Japan’s Finance Minister Satsuki Katayama isn’t being subtle. She wants currency speculators to know that Tokyo and Washington are on the same page, and that the playbook for defending the yen hasn’t changed.
Katayama reiterated that Japanese authorities remain prepared for “decisive action” against speculative movements affecting the yen, stressing the importance of ongoing dialogue with US counterparts.
What’s actually on the table
The foundation for this coordination traces back to a Japan-US joint statement from September 2025 that explicitly permits intervention against “disorderly” currency moves. That agreement gave both countries diplomatic cover to act in tandem when forex markets get out of hand.
The relationship was reinforced on May 12, 2026, when Katayama met with US Treasury Secretary Scott Bessent in Tokyo. The two officials confirmed their alignment on currency market coordination, a meeting that came against a backdrop of yen weakness driven by external factors, including developments in the Middle East.
Katayama has specifically flagged the 160 to 161 yen per dollar range as a zone that could trigger intervention. Historically, Japanese authorities have stepped in when the yen approaches or exceeds those levels.
To put the scale of past interventions in perspective, Japan has reportedly spent approximately $63.5 billion defending its currency in previous rounds.
Why this matters beyond forex desks
Katayama assumed office as Finance Minister in October 2025 under the Takaichi Cabinet, and her tenure has been defined by a single-minded focus on currency stability. Every public statement has carried the same DNA: Japan will act, Japan will coordinate with the US, and speculators should think twice.

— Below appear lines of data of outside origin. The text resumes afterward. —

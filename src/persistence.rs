//! Settings file paths and the write-side primitives: atomic writes,
//! timestamped backups, and the 4-space pretty serializer.

use std::path::{Path, PathBuf};

use anyhow::Context;
use serde::Serialize;

/// Filename of the user's settings file.
pub const SETTINGS_FILENAME: &str = "settings.json";

/// Filename of the built-in defaults document shipped beside the
/// executable.
pub const DEFAULTS_FILENAME: &str = "defaults.json";

/// Filename of the sidecar state file.
pub const STATE_FILENAME: &str = "state.json";

/// The per-user settings directory.
pub fn settings_dir() -> PathBuf {
    #[cfg(target_os = "windows")]
    {
        if let Some(config_dir) = dirs::config_dir() {
            config_dir.join("oxterm")
        } else {
            PathBuf::from(".")
        }
    }
    #[cfg(not(target_os = "windows"))]
    {
        if let Some(home_dir) = dirs::home_dir() {
            home_dir.join(".config").join("oxterm")
        } else {
            PathBuf::from(".")
        }
    }
}

/// Full path of the user's settings file.
pub fn settings_path() -> PathBuf {
    settings_dir().join(SETTINGS_FILENAME)
}

/// Full path of the sidecar state file, under the per-user data directory.
pub fn state_path() -> PathBuf {
    #[cfg(target_os = "windows")]
    {
        if let Some(data_dir) = dirs::data_local_dir() {
            data_dir.join("oxterm").join(STATE_FILENAME)
        } else {
            PathBuf::from(STATE_FILENAME)
        }
    }
    #[cfg(not(target_os = "windows"))]
    {
        if let Some(home_dir) = dirs::home_dir() {
            home_dir
                .join(".local")
                .join("share")
                .join("oxterm")
                .join(STATE_FILENAME)
        } else {
            PathBuf::from(STATE_FILENAME)
        }
    }
}

/// Path of the `defaults.json` shipped beside the executable, when the
/// executable location is known.
pub fn default_settings_path() -> Option<PathBuf> {
    let exe = std::env::current_exe().ok()?;
    Some(exe.with_file_name(DEFAULTS_FILENAME))
}

/// Expands a leading `~/` to the user's home directory.
pub(crate) fn expand_home_dir(path: &str) -> String {
    if let Some(suffix) = path.strip_prefix("~/")
        && let Some(home) = dirs::home_dir()
    {
        return home.join(suffix).to_string_lossy().to_string();
    }
    path.to_string()
}

/// Atomic write: the content lands in a temp file that is renamed over the
/// target, so concurrent readers always observe a complete file. Creates
/// the parent directory on demand.
pub fn write_atomic(path: &Path, contents: &str) -> std::io::Result<()> {
    if let Some(parent) = path.parent() {
        std::fs::create_dir_all(parent)?;
    }
    let temp_path = path.with_extension("json.tmp");
    std::fs::write(&temp_path, contents)?;
    std::fs::rename(&temp_path, path)?;
    Ok(())
}

/// Copies the current settings file to a timestamped `.backup` sibling
/// before it is overwritten. A backup failure is logged, never fatal.
pub fn backup_settings_file(path: &Path) {
    if !path.exists() {
        return;
    }
    let timestamp = chrono::Local::now().format("%Y-%m-%dT%H-%M-%S");
    let backup_path = PathBuf::from(format!("{}.{timestamp}.backup", path.display()));
    if let Err(e) = std::fs::copy(path, &backup_path) {
        log::warn!("failed to back up settings file to {backup_path:?}: {e}");
    }
}

/// Serializes a value with stable key ordering and 4-space indentation.
pub fn to_pretty_json<T: Serialize>(value: &T) -> anyhow::Result<String> {
    let formatter = serde_json::ser::PrettyFormatter::with_indent(b"    ");
    let mut buffer = Vec::new();
    let mut serializer = serde_json::Serializer::with_formatter(&mut buffer, formatter);
    value
        .serialize(&mut serializer)
        .context("failed to serialize settings")?;
    String::from_utf8(buffer).context("serialized settings were not valid UTF-8")
}
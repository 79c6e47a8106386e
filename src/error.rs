//! Typed error and warning surface for settings resolution.
//!
//! Three severities exist: fatal errors abort the load and make the caller
//! fall back to built-in defaults, warnings accumulate on the loaded
//! settings, and silent recoveries (generator failures, broken fragment
//! files, invalid scheme objects) are only logged.

use std::fmt;
use thiserror::Error;

/// Fatal conditions detected after resolution.
///
/// These surface through [`crate::TerminalSettings::load_error`]; the
/// application is expected to discard the result and run on built-in
/// defaults.
#[derive(Debug, Clone, Copy, PartialEq, Eq, Error)]
pub enum SettingsLoadError {
    /// No settings source contributed a single profile.
    #[error("no profiles were found in any settings source")]
    NoProfiles,

    /// Every resolved profile is hidden, leaving nothing to display.
    #[error("all profiles are hidden; at least one profile must be visible")]
    AllProfilesHidden,
}

/// Non-fatal problems found while loading; resolution continues.
#[derive(Debug, Clone, Copy, PartialEq, Eq)]
pub enum SettingsLoadWarning {
    /// `defaultProfile` was unset or did not match any profile.
    MissingDefaultProfile,
    /// Two profiles shared a GUID; only the first was kept.
    DuplicateProfile,
    /// A profile referenced a color scheme that does not exist.
    UnknownColorScheme,
    /// A background image path was not a parseable URI or short symbol.
    InvalidBackgroundImage,
    /// An icon path was not a parseable URI or short symbol.
    InvalidIcon,
    /// Header warning emitted once before any key-binding warnings.
    AtLeastOneKeybindingWarning,
    /// A key binding declared more key chords than are supported.
    TooManyKeysForChord,
    /// An action was missing a required argument.
    MissingRequiredParameter,
    /// A command entry could not be parsed at all.
    FailedToParseCommandJson,
    /// A `setColorScheme` action referenced a scheme that does not exist.
    InvalidColorSchemeInCmd,
    /// The resolved settings could not be written back to disk.
    FailedToWriteToSettings,
}

impl fmt::Display for SettingsLoadWarning {
    fn fmt(&self, f: &mut fmt::Formatter<'_>) -> fmt::Result {
        let text = match self {
            SettingsLoadWarning::MissingDefaultProfile => {
                "the default profile could not be found; using the first profile instead"
            }
            SettingsLoadWarning::DuplicateProfile => {
                "a profile with the same GUID was declared more than once"
            }
            SettingsLoadWarning::UnknownColorScheme => {
                "a profile referenced a color scheme that does not exist"
            }
            SettingsLoadWarning::InvalidBackgroundImage => {
                "a background image path could not be parsed"
            }
            SettingsLoadWarning::InvalidIcon => "an icon path could not be parsed",
            SettingsLoadWarning::AtLeastOneKeybindingWarning => {
                "problems were found in the key bindings"
            }
            SettingsLoadWarning::TooManyKeysForChord => {
                "a key binding declared too many key chords"
            }
            SettingsLoadWarning::MissingRequiredParameter => {
                "an action was missing a required argument"
            }
            SettingsLoadWarning::FailedToParseCommandJson => {
                "a command entry could not be parsed"
            }
            SettingsLoadWarning::InvalidColorSchemeInCmd => {
                "a setColorScheme action referenced a scheme that does not exist"
            }
            SettingsLoadWarning::FailedToWriteToSettings => {
                "the settings file could not be written"
            }
        };
        f.write_str(text)
    }
}

/// A typed extraction failure produced while turning parsed JSON into the
/// settings model. Carries enough context to point the user at the problem.
#[derive(Debug)]
pub struct DeserializationError {
    /// The profile name or GUID (or field key) nearest the failure, if known.
    pub key: Option<String>,
    /// Human-readable description of what was expected.
    pub expected: String,
    /// Compact rendering of the offending JSON value.
    pub value: String,
    /// Byte offset of the failure in the source document, if it could be
    /// located.
    pub offset: Option<usize>,
}

/// Errors produced while loading or persisting settings.
#[derive(Debug, Error)]
pub enum SettingsError {
    /// The settings file could not be read or written.
    #[error("I/O error on settings file: {0}")]
    Io(#[from] std::io::Error),

    /// The document is not syntactically valid JSON.
    #[error("JSON parse error at line {line}, column {column}: {message}")]
    JsonParse {
        line: usize,
        column: usize,
        message: String,
    },

    /// The document is valid JSON but a value had the wrong shape. The
    /// message already carries line/column and key context.
    #[error("{0}")]
    TypedDeserialization(String),

    /// A fatal post-resolution condition.
    #[error(transparent)]
    Load(#[from] SettingsLoadError),
}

The September 2025 joint statement effectively resolved that tension, at least on paper. By agreeing that “disorderly” moves warrant coordinated responses, both sides created a lane for intervention that doesn’t trigger the usual geopolitical friction.
What crypto and traditional market investors should watch
There are no references to crypto tokens or protocols in any of the coordination discussions between Katayama and Bessent. The forex intervention framework exists entirely within the realm of central bank and treasury operations.
For traditional market participants, if the yen slides toward the 160 to 161 range again, the probability of intervention spikes. And based on historical precedent, that intervention would be large enough to move markets. Traders who are short the yen at those levels are essentially betting against a government that has publicly committed, with US backing, to defending the currency.